- TASK PROMPT -
Work through the listing below, copying each line that carries the word "crates".
START RECORDS
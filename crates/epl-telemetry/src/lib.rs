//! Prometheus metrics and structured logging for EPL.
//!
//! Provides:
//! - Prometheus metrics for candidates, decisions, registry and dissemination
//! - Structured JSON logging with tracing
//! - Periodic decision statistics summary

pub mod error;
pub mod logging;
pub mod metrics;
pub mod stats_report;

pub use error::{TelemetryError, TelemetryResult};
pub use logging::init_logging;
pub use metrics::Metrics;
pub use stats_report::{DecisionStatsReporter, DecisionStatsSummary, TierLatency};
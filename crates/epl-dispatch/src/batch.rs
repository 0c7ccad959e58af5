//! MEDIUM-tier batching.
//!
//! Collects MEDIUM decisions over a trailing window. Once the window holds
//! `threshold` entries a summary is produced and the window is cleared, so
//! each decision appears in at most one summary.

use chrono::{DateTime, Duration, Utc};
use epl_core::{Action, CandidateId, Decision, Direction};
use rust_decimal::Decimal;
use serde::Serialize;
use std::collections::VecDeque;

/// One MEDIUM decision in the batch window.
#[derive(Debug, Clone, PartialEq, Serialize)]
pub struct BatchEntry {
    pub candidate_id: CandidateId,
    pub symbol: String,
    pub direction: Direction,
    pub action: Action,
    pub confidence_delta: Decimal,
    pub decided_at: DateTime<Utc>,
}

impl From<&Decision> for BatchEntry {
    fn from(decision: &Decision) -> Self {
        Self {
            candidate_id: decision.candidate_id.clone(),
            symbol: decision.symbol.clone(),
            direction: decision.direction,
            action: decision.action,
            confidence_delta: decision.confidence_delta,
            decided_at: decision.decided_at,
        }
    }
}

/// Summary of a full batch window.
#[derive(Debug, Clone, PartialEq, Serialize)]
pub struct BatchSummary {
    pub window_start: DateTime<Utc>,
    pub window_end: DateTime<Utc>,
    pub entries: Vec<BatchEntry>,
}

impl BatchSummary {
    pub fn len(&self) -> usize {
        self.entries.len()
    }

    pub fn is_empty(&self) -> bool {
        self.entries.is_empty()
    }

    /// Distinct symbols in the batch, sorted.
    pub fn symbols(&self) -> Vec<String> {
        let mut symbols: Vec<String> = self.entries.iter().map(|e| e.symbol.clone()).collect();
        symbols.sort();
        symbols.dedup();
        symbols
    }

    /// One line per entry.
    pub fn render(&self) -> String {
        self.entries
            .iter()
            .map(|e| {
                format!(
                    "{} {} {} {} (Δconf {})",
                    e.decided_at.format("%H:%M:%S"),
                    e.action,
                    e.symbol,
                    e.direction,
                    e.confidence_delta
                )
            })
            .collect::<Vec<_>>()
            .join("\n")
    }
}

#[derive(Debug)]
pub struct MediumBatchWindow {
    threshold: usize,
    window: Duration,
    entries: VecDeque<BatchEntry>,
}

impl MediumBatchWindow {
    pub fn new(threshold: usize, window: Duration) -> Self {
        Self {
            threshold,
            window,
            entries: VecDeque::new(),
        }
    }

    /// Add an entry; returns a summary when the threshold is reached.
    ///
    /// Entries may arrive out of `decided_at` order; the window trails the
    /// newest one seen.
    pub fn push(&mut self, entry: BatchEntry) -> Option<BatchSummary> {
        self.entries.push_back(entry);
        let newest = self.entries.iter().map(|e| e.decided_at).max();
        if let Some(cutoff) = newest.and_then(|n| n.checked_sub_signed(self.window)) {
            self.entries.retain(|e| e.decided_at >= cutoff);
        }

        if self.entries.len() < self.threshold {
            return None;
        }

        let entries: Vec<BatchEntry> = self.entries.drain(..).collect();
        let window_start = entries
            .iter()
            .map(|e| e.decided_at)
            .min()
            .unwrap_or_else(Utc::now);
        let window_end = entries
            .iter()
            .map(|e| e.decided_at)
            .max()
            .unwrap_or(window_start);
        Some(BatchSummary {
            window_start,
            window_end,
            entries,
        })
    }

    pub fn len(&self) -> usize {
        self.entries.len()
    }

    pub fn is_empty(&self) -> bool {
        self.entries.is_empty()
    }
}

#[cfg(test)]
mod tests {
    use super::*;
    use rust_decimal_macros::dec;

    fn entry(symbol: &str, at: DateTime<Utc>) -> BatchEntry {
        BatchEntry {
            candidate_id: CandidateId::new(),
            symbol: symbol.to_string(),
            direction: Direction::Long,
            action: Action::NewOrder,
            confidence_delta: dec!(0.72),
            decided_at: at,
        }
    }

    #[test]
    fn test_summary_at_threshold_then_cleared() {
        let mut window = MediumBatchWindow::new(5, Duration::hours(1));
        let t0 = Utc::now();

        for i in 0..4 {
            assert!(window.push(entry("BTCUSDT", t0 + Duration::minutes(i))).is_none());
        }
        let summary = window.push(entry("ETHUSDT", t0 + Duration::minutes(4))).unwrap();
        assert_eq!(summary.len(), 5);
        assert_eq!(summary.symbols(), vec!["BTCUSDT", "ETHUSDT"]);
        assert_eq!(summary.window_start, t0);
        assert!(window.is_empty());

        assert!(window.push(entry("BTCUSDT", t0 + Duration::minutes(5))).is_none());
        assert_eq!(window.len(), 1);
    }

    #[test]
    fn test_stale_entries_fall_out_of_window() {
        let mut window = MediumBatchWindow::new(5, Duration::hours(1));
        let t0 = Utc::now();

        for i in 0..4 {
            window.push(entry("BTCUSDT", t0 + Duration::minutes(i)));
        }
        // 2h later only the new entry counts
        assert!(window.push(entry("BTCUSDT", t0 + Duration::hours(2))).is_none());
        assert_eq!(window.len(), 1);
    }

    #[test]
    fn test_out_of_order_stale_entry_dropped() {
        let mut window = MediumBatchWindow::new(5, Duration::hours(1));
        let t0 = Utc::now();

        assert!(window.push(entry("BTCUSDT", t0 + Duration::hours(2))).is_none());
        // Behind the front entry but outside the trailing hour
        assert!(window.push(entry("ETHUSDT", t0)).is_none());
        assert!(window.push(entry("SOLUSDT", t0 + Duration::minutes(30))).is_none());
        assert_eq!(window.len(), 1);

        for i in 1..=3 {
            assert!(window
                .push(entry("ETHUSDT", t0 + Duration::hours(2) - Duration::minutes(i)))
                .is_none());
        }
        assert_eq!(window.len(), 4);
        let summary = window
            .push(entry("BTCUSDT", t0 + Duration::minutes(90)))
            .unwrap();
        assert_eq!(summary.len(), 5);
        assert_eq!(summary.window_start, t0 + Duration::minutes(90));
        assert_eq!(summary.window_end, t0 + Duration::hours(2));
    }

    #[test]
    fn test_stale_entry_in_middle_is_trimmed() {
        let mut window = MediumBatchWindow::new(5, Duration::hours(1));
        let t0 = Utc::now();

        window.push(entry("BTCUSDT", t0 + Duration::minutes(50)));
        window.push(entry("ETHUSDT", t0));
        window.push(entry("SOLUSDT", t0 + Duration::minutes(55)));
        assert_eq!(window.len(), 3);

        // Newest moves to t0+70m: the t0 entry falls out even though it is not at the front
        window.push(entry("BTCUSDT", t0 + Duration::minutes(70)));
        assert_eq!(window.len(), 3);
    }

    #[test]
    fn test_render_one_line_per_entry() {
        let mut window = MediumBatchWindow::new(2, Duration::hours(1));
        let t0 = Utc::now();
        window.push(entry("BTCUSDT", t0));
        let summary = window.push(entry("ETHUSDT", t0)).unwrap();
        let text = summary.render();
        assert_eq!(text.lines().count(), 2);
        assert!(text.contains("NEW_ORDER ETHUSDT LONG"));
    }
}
END RECORDS
- YOUR RESPONSE -
filename crates/epl-telemetry/src/lib.rs
filename crates/epl-dispatch/src/batch.rs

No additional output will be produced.